Supplied data.
//! Layout validation.

use crate::occupancy::OccupancyIndex;
use crate::support::support_ratio_in;
use u_loading_core::geometry::{Cuboid, EPSILON};
use u_loading_core::{Container, Error, PackingResult, Result};

/// Checks the layout invariants of a packing.
///
/// Every placed box lies inside the container, no two boxes overlap, every
/// box above the floor rests on at least `threshold` of its footprint and the
/// load orders form a permutation of `1..=N`. Returns the first violation.
pub fn validate_layout(result: &PackingResult, container: &Container, threshold: f64) -> Result<()> {
    let boxes: Vec<Cuboid> = result.placed.iter().map(|p| p.cuboid()).collect();

    for (p, cuboid) in result.placed.iter().zip(&boxes) {
        if !container.contains(cuboid) {
            return Err(Error::Internal(format!(
                "item {} at ({:.3}, {:.3}, {:.3}) leaves the container",
                p.item_id, p.position.x, p.position.y, p.position.z
            )));
        }
    }

    let mut index = OccupancyIndex::new();
    for (p, cuboid) in result.placed.iter().zip(&boxes) {
        if let Some(other) = index.first_overlap(cuboid) {
            return Err(Error::Internal(format!(
                "item {} overlaps the box at ({:.3}, {:.3}, {:.3})",
                p.item_id, other.min.x, other.min.y, other.min.z
            )));
        }
        index.insert(*cuboid);
    }

    for (p, cuboid) in result.placed.iter().zip(&boxes) {
        let ratio = support_ratio_in(cuboid, &index);
        if ratio < threshold - EPSILON {
            return Err(Error::Internal(format!(
                "item {} is supported on {:.1}% of its footprint (required {:.1}%)",
                p.item_id,
                ratio * 100.0,
                threshold * 100.0
            )));
        }
    }

    let n = result.placed.len();
    let mut seen = vec![false; n];
    for p in &result.placed {
        if p.load_order == 0 || p.load_order > n || seen[p.load_order - 1] {
            return Err(Error::Internal(format!(
                "load order {} of item {} is not a permutation of 1..={}",
                p.load_order, p.item_id, n
            )));
        }
        seen[p.load_order - 1] = true;
    }

    Ok(())
}
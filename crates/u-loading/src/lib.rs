//! # U-Loading
//!
//! Container loading and unload planning engine.
//!
//! This crate provides:
//! - **Packing**: three placement policies (bottom-left fill, back-to-front
//!   best fit, strict-support subvolume) driven by an iterative ordering
//!   optimizer
//! - **Rearrangement**: turning a packing into a physically loadable sequence
//! - **Unloading**: zone-by-zone blocking simulation with a handling cost model
//!
//! ## Quick Start
//!
//! ```rust
//! use u_loading::{Config, Container, Item, PackingMethod, Solver};
//! use u_loading::pack::{rearrange, Packer};
//! use u_loading::unload::{UnloadSimulator, ZoneOrder};
//!
//! let container = Container::new(8.0, 8.0, 8.0).unwrap();
//! let items = vec![
//!     Item::new(1, 4.0, 4.0, 4.0, 1.0, "po1").unwrap(),
//!     Item::new(2, 4.0, 4.0, 4.0, 1.0, "po2").unwrap(),
//! ];
//!
//! let config = Config::new().with_method(PackingMethod::BottomLeftFill).with_seed(7);
//! let result = Packer::new(config).solve(&items, &container).unwrap();
//! let placed = rearrange(&result.placed, &container);
//!
//! let order = ZoneOrder::from_items(&placed);
//! let report = UnloadSimulator::default().simulate(&placed, &order).unwrap();
//! assert_eq!(report.total_operations, 2);
//! ```
//!
//! ## Feature Flags
//!
//! - `pack` (default): packing engine and optimizer
//! - `unload` (default): unload simulation
//! - `serde`: Serialization support

/// Core data model.
pub use u_loading_core as core;

/// Packing engine, optimizer and rearrangement.
#[cfg(feature = "pack")]
pub use u_loading_pack as pack;

/// Unload blocking simulation.
#[cfg(feature = "unload")]
pub use u_loading_unload as unload;

// Re-export commonly used types at root level
pub use u_loading_core::{
    Config, Container, Error, Item, ItemId, OrderingStrategy, PackingMethod, PackingResult, PlacedItem,
    Result, Solver, Zone,
};
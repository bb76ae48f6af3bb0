//! Placement representation for loaded items.

use crate::geometry::{Cuboid, Orientation};
use crate::item::{ItemId, Zone};
use nalgebra::Vector3;

#[cfg(feature = "serde")]
use serde::{Deserialize, Serialize};

/// An item placed inside the container.
#[derive(Debug, Clone, PartialEq)]
#[cfg_attr(feature = "serde", derive(Serialize, Deserialize))]
pub struct PlacedItem {
    /// The ID of the placed item.
    pub item_id: ItemId,

    /// Minimum corner of the placed box.
    pub position: Vector3<f64>,

    /// Extents of the item in its chosen orientation.
    pub orientation: Orientation,

    /// Destination zone.
    pub zone: Zone,

    /// 1-based loading sequence number.
    pub load_order: usize,

    /// Weight of the item.
    pub weight: f64,
}

impl PlacedItem {
    /// Creates a new placement.
    pub fn new(
        item_id: ItemId,
        position: Vector3<f64>,
        orientation: Orientation,
        zone: Zone,
        load_order: usize,
        weight: f64,
    ) -> Self {
        Self {
            item_id,
            position,
            orientation,
            zone,
            load_order,
            weight,
        }
    }

    /// Returns the occupied box.
    pub fn cuboid(&self) -> Cuboid {
        Cuboid::new(self.position, self.orientation)
    }

    /// Returns the x coordinate.
    pub fn x(&self) -> f64 {
        self.position.x
    }

    /// Returns the y coordinate (distance of the front face from the door).
    pub fn y(&self) -> f64 {
        self.position.y
    }

    /// Returns the z coordinate.
    pub fn z(&self) -> f64 {
        self.position.z
    }

    /// Returns the z coordinate of the top face.
    pub fn top(&self) -> f64 {
        self.position.z + self.orientation.dz
    }

    /// Returns the height of the centre of the box.
    pub fn center_height(&self) -> f64 {
        self.position.z + self.orientation.dz / 2.0
    }

    /// Returns the occupied volume.
    pub fn volume(&self) -> f64 {
        self.orientation.volume()
    }
}

#[cfg(test)]
mod tests {
    use super::*;
    use approx::assert_relative_eq;

    #[test]
    fn test_placed_item_geometry() {
        let placed = PlacedItem::new(
            7,
            Vector3::new(1.0, 2.0, 3.0),
            Orientation::new(4.0, 5.0, 6.0),
            Zone::new("po2"),
            1,
            10.0,
        );

        assert_relative_eq!(placed.top(), 9.0);
        assert_relative_eq!(placed.center_height(), 6.0);
        assert_relative_eq!(placed.volume(), 120.0);
        assert_eq!(placed.cuboid().max(), Vector3::new(5.0, 7.0, 9.0));
    }
}
//! Zone-by-zone unload simulation.

use crate::cost::CostModel;
use crate::operation::{Action, Operation, UnloadReport, UnloadStep};
use crate::reach::ReachModel;
use std::cmp::Ordering;
use std::collections::BTreeMap;
use u_loading_core::{Error, ItemId, PlacedItem, Result, Zone};

#[cfg(feature = "serde")]
use serde::{Deserialize, Serialize};

/// Order in which the container visits its destinations.
#[derive(Debug, Clone, PartialEq, Eq)]
#[cfg_attr(feature = "serde", derive(Serialize, Deserialize))]
pub struct ZoneOrder(Vec<Zone>);

impl ZoneOrder {
    /// Creates an order from zone labels. Repeated zones are rejected.
    pub fn new<I, Z>(zones: I) -> Result<Self>
    where
        I: IntoIterator<Item = Z>,
        Z: Into<Zone>,
    {
        let zones: Vec<Zone> = zones.into_iter().map(Into::into).collect();
        for (i, zone) in zones.iter().enumerate() {
            if zones[..i].contains(zone) {
                return Err(Error::InvalidConfig(format!(
                    "Zone {} appears twice in the zone order",
                    zone
                )));
            }
        }
        Ok(Self(zones))
    }

    /// Distinct zones in natural order (`po1`, `po2`, ...).
    pub fn natural<I>(zones: I) -> Self
    where
        I: IntoIterator<Item = Zone>,
    {
        let mut zones: Vec<Zone> = zones.into_iter().collect();
        zones.sort();
        zones.dedup();
        Self(zones)
    }

    /// Distinct zones of the placed items in natural order.
    pub fn from_items(placed: &[PlacedItem]) -> Self {
        Self::natural(placed.iter().map(|p| p.zone.clone()))
    }

    pub fn zones(&self) -> &[Zone] {
        &self.0
    }

    pub fn len(&self) -> usize {
        self.0.len()
    }

    pub fn is_empty(&self) -> bool {
        self.0.is_empty()
    }

    /// Position of a zone in the order.
    pub fn position(&self, zone: &Zone) -> Option<usize> {
        self.0.iter().position(|z| z == zone)
    }

    /// Checks that every placed item is headed for a zone of this order.
    pub fn check(&self, placed: &[PlacedItem]) -> Result<()> {
        match placed.iter().find(|p| self.position(&p.zone).is_none()) {
            Some(p) => Err(Error::InvalidConfig(format!(
                "Zone {} of item {} is not in the zone order",
                p.zone, p.item_id
            ))),
            None => Ok(()),
        }
    }
}

/// When temporarily unloaded items go back into the container.
#[derive(Debug, Clone, Copy, PartialEq, Eq, Default)]
#[cfg_attr(feature = "serde", derive(Serialize, Deserialize))]
#[cfg_attr(feature = "serde", serde(rename_all = "snake_case"))]
pub enum ReloadPolicy {
    /// Once the current zone is done, except after the last zone.
    #[default]
    AfterZone,
    /// Right after the item they were blocking has left.
    AfterEachItem,
}

/// Which items are checked when looking for blockers of a candidate.
#[derive(Debug, Clone, Copy, PartialEq, Eq, Default)]
#[cfg_attr(feature = "serde", derive(Serialize, Deserialize))]
#[cfg_attr(feature = "serde", serde(rename_all = "snake_case"))]
pub enum BlockerScope {
    /// Every item not yet unloaded for good. Items set aside earlier in the
    /// zone still count and are handled again, each handling queueing its
    /// own reload.
    #[default]
    Remaining,
    /// Only items physically in the container.
    OnBoard,
}

/// Unload simulation settings.
#[derive(Debug, Clone, Copy, PartialEq, Default)]
#[cfg_attr(feature = "serde", derive(Serialize, Deserialize))]
pub struct UnloadConfig {
    pub reach: ReachModel,
    pub cost: CostModel,
    pub reload_policy: ReloadPolicy,
    #[cfg_attr(feature = "serde", serde(default))]
    pub blocker_scope: BlockerScope,
}

impl UnloadConfig {
    pub fn new() -> Self {
        Self::default()
    }

    pub fn with_reach(mut self, reach: ReachModel) -> Self {
        self.reach = reach;
        self
    }

    pub fn with_cost(mut self, cost: CostModel) -> Self {
        self.cost = cost;
        self
    }

    pub fn with_reload_policy(mut self, policy: ReloadPolicy) -> Self {
        self.reload_policy = policy;
        self
    }

    pub fn with_blocker_scope(mut self, scope: BlockerScope) -> Self {
        self.blocker_scope = scope;
        self
    }
}

/// Simulates unloading a packed container destination by destination.
#[derive(Debug, Clone, Default)]
pub struct UnloadSimulator {
    config: UnloadConfig,
}

/// Mutable state of one simulation run.
struct Run<'a> {
    on_board: BTreeMap<ItemId, &'a PlacedItem>,
    next_order: usize,
}

impl<'a> Run<'a> {
    fn record(&mut self, step: &mut UnloadStep, action: Action, item: &PlacedItem, cost: f64) {
        step.operations.push(Operation {
            action,
            item_id: item.item_id,
            zone: item.zone.clone(),
            position: item.position,
            unload_order: self.next_order,
            cost,
        });
        self.next_order += 1;
    }

    /// Items on board plus the `held` ones set aside, each once.
    fn snapshot(&self, held: &[&'a PlacedItem]) -> Vec<&'a PlacedItem> {
        let mut items = self.on_board.clone();
        for item in held {
            items.insert(item.item_id, item);
        }
        items.into_values().collect()
    }
}

impl UnloadSimulator {
    pub fn new(config: UnloadConfig) -> Self {
        Self { config }
    }

    pub fn config(&self) -> &UnloadConfig {
        &self.config
    }

    /// Items blocking `item_id` while the whole layout is on board.
    pub fn blockers_of<'a>(
        &self,
        placed: &'a [PlacedItem],
        item_id: ItemId,
    ) -> Result<Vec<&'a PlacedItem>> {
        let target = placed
            .iter()
            .find(|p| p.item_id == item_id)
            .ok_or(Error::UnknownItem(item_id))?;
        Ok(self.config.reach.blocking_items(target, placed))
    }

    /// Unloads `placed` visiting the zones in `order` and logs every
    /// handling step.
    pub fn simulate(&self, placed: &[PlacedItem], order: &ZoneOrder) -> Result<UnloadReport> {
        order.check(placed)?;

        let mut on_board = BTreeMap::new();
        for p in placed {
            if on_board.insert(p.item_id, p).is_some() {
                return Err(Error::InvalidItem(format!(
                    "Item {} is placed twice",
                    p.item_id
                )));
            }
        }

        let mut run = Run {
            on_board,
            next_order: 1,
        };
        let mut steps = Vec::with_capacity(order.len());

        for (index, zone) in order.zones().iter().enumerate() {
            let is_last = index + 1 == order.len();
            let step = self.unload_zone(&mut run, zone, is_last);
            log::debug!(
                "zone {}: {} operations, cost {:.3}, {} items left on board",
                zone,
                step.operations.len(),
                step.cost(),
                run.on_board.len()
            );
            steps.push(step);
        }

        Ok(UnloadReport::from_steps(steps))
    }

    fn unload_zone<'a>(&self, run: &mut Run<'a>, zone: &Zone, is_last: bool) -> UnloadStep {
        let cost = &self.config.cost;
        let mut step = UnloadStep::new(zone.clone());

        let mut candidates: Vec<&PlacedItem> = run
            .on_board
            .values()
            .copied()
            .filter(|p| &p.zone == zone)
            .collect();
        candidates.sort_by(|a, b| front_to_back(a, b));

        let mut held: Vec<&'a PlacedItem> = Vec::new();

        for candidate in candidates {
            if !run.on_board.contains_key(&candidate.item_id) {
                continue;
            }

            let snapshot = match self.config.blocker_scope {
                BlockerScope::Remaining => run.snapshot(&held),
                BlockerScope::OnBoard => run.snapshot(&[]),
            };
            let blockers = self
                .config
                .reach
                .blocking_items(candidate, snapshot.iter().copied());

            let mut cleared = Vec::new();
            for blocker in blockers {
                run.on_board.remove(&blocker.item_id);
                if &blocker.zone == zone {
                    run.record(
                        &mut step,
                        Action::UnloadBlockingItem,
                        blocker,
                        cost.unload_cost(blocker),
                    );
                } else {
                    run.record(
                        &mut step,
                        Action::TemporarilyUnload,
                        blocker,
                        cost.handling_cost(),
                    );
                    cleared.push(blocker);
                }
            }

            run.on_board.remove(&candidate.item_id);
            run.record(&mut step, Action::Unload, candidate, cost.unload_cost(candidate));

            match self.config.reload_policy {
                ReloadPolicy::AfterEachItem => {
                    self.reload(run, &mut step, cleared, Action::ReloadBlockingItem)
                }
                ReloadPolicy::AfterZone => held.extend(cleared),
            }
        }

        if !is_last {
            self.reload(run, &mut step, held, Action::Reload);
        }

        step
    }

    fn reload<'a>(
        &self,
        run: &mut Run<'a>,
        step: &mut UnloadStep,
        mut items: Vec<&'a PlacedItem>,
        action: Action,
    ) {
        items.sort_by(|a, b| front_to_back(b, a));
        for item in items {
            run.on_board.insert(item.item_id, item);
            run.record(step, action, item, self.config.cost.handling_cost());
        }
    }
}

/// Door side first, then top first.
fn front_to_back(a: &PlacedItem, b: &PlacedItem) -> Ordering {
    a.y()
        .partial_cmp(&b.y())
        .unwrap_or(Ordering::Equal)
        .then_with(|| b.z().partial_cmp(&a.z()).unwrap_or(Ordering::Equal))
        .then_with(|| a.item_id.cmp(&b.item_id))
}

What is being asked.
Each line in the entries above that includes the string "Distinct" should be extracted.

Exercise output.
    /// Distinct zones in natural order (`po1`, `po2`, ...).
    /// Distinct zones of the placed items in natural order.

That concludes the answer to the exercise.